Autoimmune diseases arise from dysregulated immune responses in which the body’s immune system mistakenly attacks its own tissues. Effective therapies must suppress pathological immune activity while preserving overall immune function. Cyclic peptides have emerged as promising therapeutic agents in this domain due to their unique structural and pharmacological properties.

Cyclic peptides are short peptide sequences whose ends are chemically linked to form a stable ring structure. This cyclic conformation offers several advantages for autoimmune disease treatment:

Targeting Protein–Protein Interactions (PPIs)
Many key immune signaling pathways, such as those involving cytokines, costimulatory molecules, and T-cell receptors, are governed by protein–protein interactions. These interfaces are often flat and difficult to target with small molecules. Cyclic peptides, due to their conformational rigidity and surface mimicry, are well suited to disrupt PPIs with high specificity.

Enhanced Stability and Bioavailability
Compared to linear peptides, cyclic peptides exhibit increased resistance to proteolytic degradation in biological fluids, resulting in prolonged circulation times. This makes them suitable for chronic conditions like rheumatoid arthritis, multiple sclerosis, and inflammatory bowel disease.

Immune Modulation
Cyclic peptides can be engineered to bind selectively to immune receptors such as integrins, interleukin receptors, or co-stimulatory molecules (e.g., CD28, CTLA-4), thereby modulating the activity of immune cells like T cells, B cells, and macrophages. For example, integrin-binding cyclic peptides have shown promise in preventing immune cell infiltration into inflamed tissues.

Tissue-Specific Delivery
Using cyclic peptides as targeting moieties or conjugates, drugs can be directed to specific organs or inflammatory sites. This approach enhances therapeutic efficacy while minimizing systemic immunosuppression and adverse effects.

Peptidomimetic Flexibility
The cyclic scaffold allows for the incorporation of non-natural amino acids or chemical modifications that fine-tune activity, stability, and immunogenicity. This design flexibility supports the development of selective immune modulators with favorable safety profiles.

In summary, cyclic peptides represent a highly adaptable and potent therapeutic platform for the treatment of autoimmune diseases. Their ability to specifically modulate immune responses, combined with improved pharmacokinetics and target selectivity, positions them as a next-generation class of immunomodulatory agents. 

Cyclic peptides are emerging as a powerful class of therapeutic molecules in oncology due to their unique structural features and versatile biological functions. Characterized by a covalently closed ring structure, cyclic peptides combine the high specificity of biologics with the stability and cell permeability advantages often associated with small molecules.

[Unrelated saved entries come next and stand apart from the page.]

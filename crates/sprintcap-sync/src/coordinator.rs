//! Pull and push orchestration around a shared board.
//!
//! The board lock is only taken between awaits. Each direction has an
//! in-flight flag released by a guard, so a dropped future never leaves a
//! sync stuck as running.

use chrono::{DateTime, Utc};
use parking_lot::Mutex;
use secrecy::SecretString;
use serde::Serialize;
use std::future::Future;
use std::sync::atomic::{AtomicBool, Ordering};
use std::sync::Arc;
use std::time::Duration;

use sprintcap_core::config::{DEFAULT_SPRINT_CAPACITY, DEFAULT_SPRINT_COUNT, DEFAULT_SYNC_TIMEOUT_SECS};
use sprintcap_core::{AppConfig, Clock, RemoteConfig, SystemClock};
use sprintcap_domain::BoardState;

use crate::credentials::{CredentialSource, Credentials};
use crate::error::{SyncError, SyncResult};
use crate::mapper::{export_changes, import_remote, ExportReport, FieldConfig};
use crate::remote::{HttpRemoteClient, RemoteApi};

/// Builds an API client for a set of credentials.
pub trait ApiConnector: Send + Sync {
    fn connect(&self, credentials: &Credentials) -> SyncResult<Arc<dyn RemoteApi>>;
}

#[derive(Debug, Clone)]
pub struct HttpConnector {
    base_url: String,
    request_timeout: Duration,
}

impl HttpConnector {
    pub fn new(base_url: impl Into<String>, request_timeout: Duration) -> Self {
        Self {
            base_url: base_url.into(),
            request_timeout,
        }
    }

    pub fn from_config(config: &RemoteConfig) -> Self {
        Self::new(
            config.base_url.clone(),
            Duration::from_secs(config.request_timeout_secs),
        )
    }
}

impl ApiConnector for HttpConnector {
    fn connect(&self, credentials: &Credentials) -> SyncResult<Arc<dyn RemoteApi>> {
        let token = SecretString::new(credentials.token().into());
        let client = HttpRemoteClient::new(&self.base_url, token, self.request_timeout)?;
        Ok(Arc::new(client))
    }
}

#[derive(Debug, Clone, PartialEq)]
pub struct SyncSettings {
    pub sprint_count: usize,
    pub default_capacity: f64,
    /// Upper bound on a whole fetch or export.
    pub timeout: Duration,
}

impl Default for SyncSettings {
    fn default() -> Self {
        Self {
            sprint_count: DEFAULT_SPRINT_COUNT,
            default_capacity: DEFAULT_SPRINT_CAPACITY,
            timeout: Duration::from_secs(DEFAULT_SYNC_TIMEOUT_SECS),
        }
    }
}

impl SyncSettings {
    pub fn from_config(config: &AppConfig) -> Self {
        Self {
            sprint_count: config.remote.sprint_count,
            default_capacity: config.board.default_sprint_capacity,
            timeout: Duration::from_secs(config.remote.sync_timeout_secs),
        }
    }
}

#[derive(Debug, Clone, PartialEq, Serialize)]
#[serde(tag = "outcome", rename_all = "camelCase")]
pub enum PullOutcome {
    /// No credentials configured.
    Skipped,
    AlreadyRunning,
    Imported { tasks: usize, sprints: usize },
    Failed { error: String },
}

#[derive(Debug, Clone, PartialEq)]
pub struct PushReport {
    pub export: ExportReport,
    /// Result of the pull that follows a successful export.
    pub refresh: PullOutcome,
}

#[derive(Debug, Clone, Default, PartialEq, Serialize)]
#[serde(rename_all = "camelCase")]
pub struct SyncStatus {
    pub is_pulling: bool,
    pub is_pushing: bool,
    pub last_error: Option<String>,
    pub last_synced_at: Option<DateTime<Utc>>,
}

#[derive(Debug, Default)]
struct SyncState {
    last_error: Option<String>,
    last_synced_at: Option<DateTime<Utc>>,
}

/// Marks one direction as in flight until dropped.
struct FlightGuard<'a> {
    flag: &'a AtomicBool,
}

impl<'a> FlightGuard<'a> {
    fn acquire(flag: &'a AtomicBool) -> Option<Self> {
        flag.compare_exchange(false, true, Ordering::AcqRel, Ordering::Acquire)
            .ok()
            .map(|_| Self { flag })
    }
}

impl Drop for FlightGuard<'_> {
    fn drop(&mut self) {
        self.flag.store(false, Ordering::Release);
    }
}

pub struct SyncCoordinator {
    board: Arc<Mutex<BoardState>>,
    connector: Arc<dyn ApiConnector>,
    credentials: Arc<dyn CredentialSource>,
    settings: SyncSettings,
    clock: Arc<dyn Clock>,
    pulling: AtomicBool,
    pushing: AtomicBool,
    auto_ingested: AtomicBool,
    state: Mutex<SyncState>,
}

impl SyncCoordinator {
    pub fn new(
        board: Arc<Mutex<BoardState>>,
        connector: Arc<dyn ApiConnector>,
        credentials: Arc<dyn CredentialSource>,
        settings: SyncSettings,
    ) -> Self {
        Self {
            board,
            connector,
            credentials,
            settings,
            clock: Arc::new(SystemClock),
            pulling: AtomicBool::new(false),
            pushing: AtomicBool::new(false),
            auto_ingested: AtomicBool::new(false),
            state: Mutex::new(SyncState::default()),
        }
    }

    pub fn with_clock(mut self, clock: Arc<dyn Clock>) -> Self {
        self.clock = clock;
        self
    }

    pub fn board(&self) -> &Arc<Mutex<BoardState>> {
        &self.board
    }

    pub fn status(&self) -> SyncStatus {
        let state = self.state.lock();
        SyncStatus {
            is_pulling: self.pulling.load(Ordering::Acquire),
            is_pushing: self.pushing.load(Ordering::Acquire),
            last_error: state.last_error.clone(),
            last_synced_at: state.last_synced_at,
        }
    }

    fn field_config(&self, credentials: &Credentials) -> FieldConfig {
        FieldConfig::from_credentials(credentials)
            .with_sprint_count(self.settings.sprint_count)
            .with_default_capacity(self.settings.default_capacity)
    }

    fn record_error(&self, error: &SyncError) {
        self.state.lock().last_error = Some(error.to_string());
    }

    async fn bounded<T>(&self, future: impl Future<Output = SyncResult<T>>) -> SyncResult<T> {
        tokio::time::timeout(self.settings.timeout, future)
            .await
            .map_err(|_| SyncError::Timeout(self.settings.timeout))?
    }

    /// Replace the board with the remote project's current state.
    ///
    /// Without credentials this does nothing. Failures leave the board as
    /// it was and are kept in [`SyncStatus::last_error`].
    pub async fn pull(&self) -> PullOutcome {
        let Some(credentials) = self.credentials.credentials() else {
            tracing::debug!("Pull skipped: no credentials");
            return PullOutcome::Skipped;
        };
        let Some(_guard) = FlightGuard::acquire(&self.pulling) else {
            tracing::debug!("Pull already in progress");
            return PullOutcome::AlreadyRunning;
        };

        match self.fetch_and_import(&credentials).await {
            Ok(outcome) => outcome,
            Err(e) => {
                tracing::error!("Pull failed: {}", e);
                self.record_error(&e);
                PullOutcome::Failed {
                    error: e.to_string(),
                }
            }
        }
    }

    async fn fetch_and_import(&self, credentials: &Credentials) -> SyncResult<PullOutcome> {
        let api = self.connector.connect(credentials)?;
        let records = self
            .bounded(api.fetch_tasks(&credentials.project_id))
            .await?;

        let result = import_remote(&records, &self.field_config(credentials), self.clock.now());
        let (tasks, sprints) = (result.tasks.len(), result.sprints.len());

        self.board.lock().import_data(result.sprints, result.tasks);

        let mut state = self.state.lock();
        state.last_error = None;
        state.last_synced_at = Some(self.clock.now_utc());
        Ok(PullOutcome::Imported { tasks, sprints })
    }

    /// Send pending changes, drop the ones sent, then pull.
    pub async fn push(&self) -> SyncResult<PushReport> {
        let Some(credentials) = self.credentials.credentials() else {
            let error = SyncError::MissingCredentials;
            self.record_error(&error);
            return Err(error);
        };

        let export = {
            let Some(_guard) = FlightGuard::acquire(&self.pushing) else {
                return Err(SyncError::AlreadyRunning);
            };

            let (changes, tasks) = {
                let board = self.board.lock();
                (board.pending_changes().to_vec(), board.tasks().to_vec())
            };

            let config = self.field_config(&credentials);
            let exported = match self.connector.connect(&credentials) {
                Ok(api) => {
                    self.bounded(export_changes(&changes, &tasks, &config, &*api))
                        .await
                }
                Err(e) => Err(e),
            };

            match exported {
                Ok(report) => report,
                Err(e) => {
                    tracing::error!("Push failed: {}", e);
                    self.record_error(&e);
                    return Err(e);
                }
            }
        };

        if !export.exported_ids.is_empty() {
            self.board
                .lock()
                .remove_changes(export.exported_ids.clone());
        }
        self.state.lock().last_error = None;

        let refresh = self.pull().await;
        Ok(PushReport { export, refresh })
    }

    /// Pull once on first use when the board still shows demo data and
    /// credentials are available.
    pub async fn auto_ingest(&self) -> PullOutcome {
        if self.credentials.credentials().is_none() {
            return PullOutcome::Skipped;
        }
        if self.auto_ingested.swap(true, Ordering::AcqRel) {
            return PullOutcome::Skipped;
        }
        if !self.board.lock().is_demo_mode() {
            return PullOutcome::Skipped;
        }
        tracing::info!("Loading remote project in place of demo data");
        self.pull().await
    }
}

impl std::fmt::Debug for SyncCoordinator {
    fn fmt(&self, f: &mut std::fmt::Formatter<'_>) -> std::fmt::Result {
        f.debug_struct("SyncCoordinator")
            .field("settings", &self.settings)
            .field("status", &self.status())
            .finish()
    }
}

In the context of cancer therapy, cyclic peptides offer several key therapeutic advantages:

Targeting Protein–Protein Interactions (PPIs)
Many cancer-driving pathways involve protein–protein interactions that are difficult to inhibit with traditional small molecules. Cyclic peptides are particularly well-suited to disrupt these interfaces due to their conformational rigidity and ability to present functional residues in a spatially precise manner. They have shown promise in targeting oncogenic PPIs such as MDM2–p53, BCL2 family interactions, and YAP–TEAD complexes.

Tumor Targeting and Selectivity
Cyclic peptides can be engineered to bind tumor-specific receptors or integrins, enabling selective delivery of therapeutic payloads or imaging agents to cancer cells or tumor vasculature. This tumor-homing capability enhances therapeutic efficacy while minimizing off-target toxicity.

Improved Pharmacokinetic Properties
Compared to linear peptides, cyclic peptides exhibit increased protease resistance and metabolic stability, resulting in longer half-lives in vivo. This makes them attractive for systemic administration in solid tumors and hematologic malignancies.

Drug Conjugates and Payload Delivery
Cyclic peptides serve as modular carriers in peptide–drug conjugates (PDCs), where they facilitate targeted delivery of cytotoxic agents, radionuclides, or immune modulators directly to tumor cells. Their small size allows better tissue penetration compared to antibodies.

Immune Modulation and Checkpoint Targeting
Certain cyclic peptides can modulate immune responses by blocking immune checkpoints or activating co-stimulatory pathways. This opens opportunities in cancer immunotherapy, either as standalone agents or in combination with other immuno-oncology treatments.

In summary, cyclic peptides represent a promising new modality in cancer treatment. Their structural tunability, specificity for complex targets, and compatibility with targeted delivery systems position them as strong candidates for the next generation of precision oncology therapeutics. Ongoing clinical research and technological innovation continue to expand their therapeutic reach across multiple cancer types.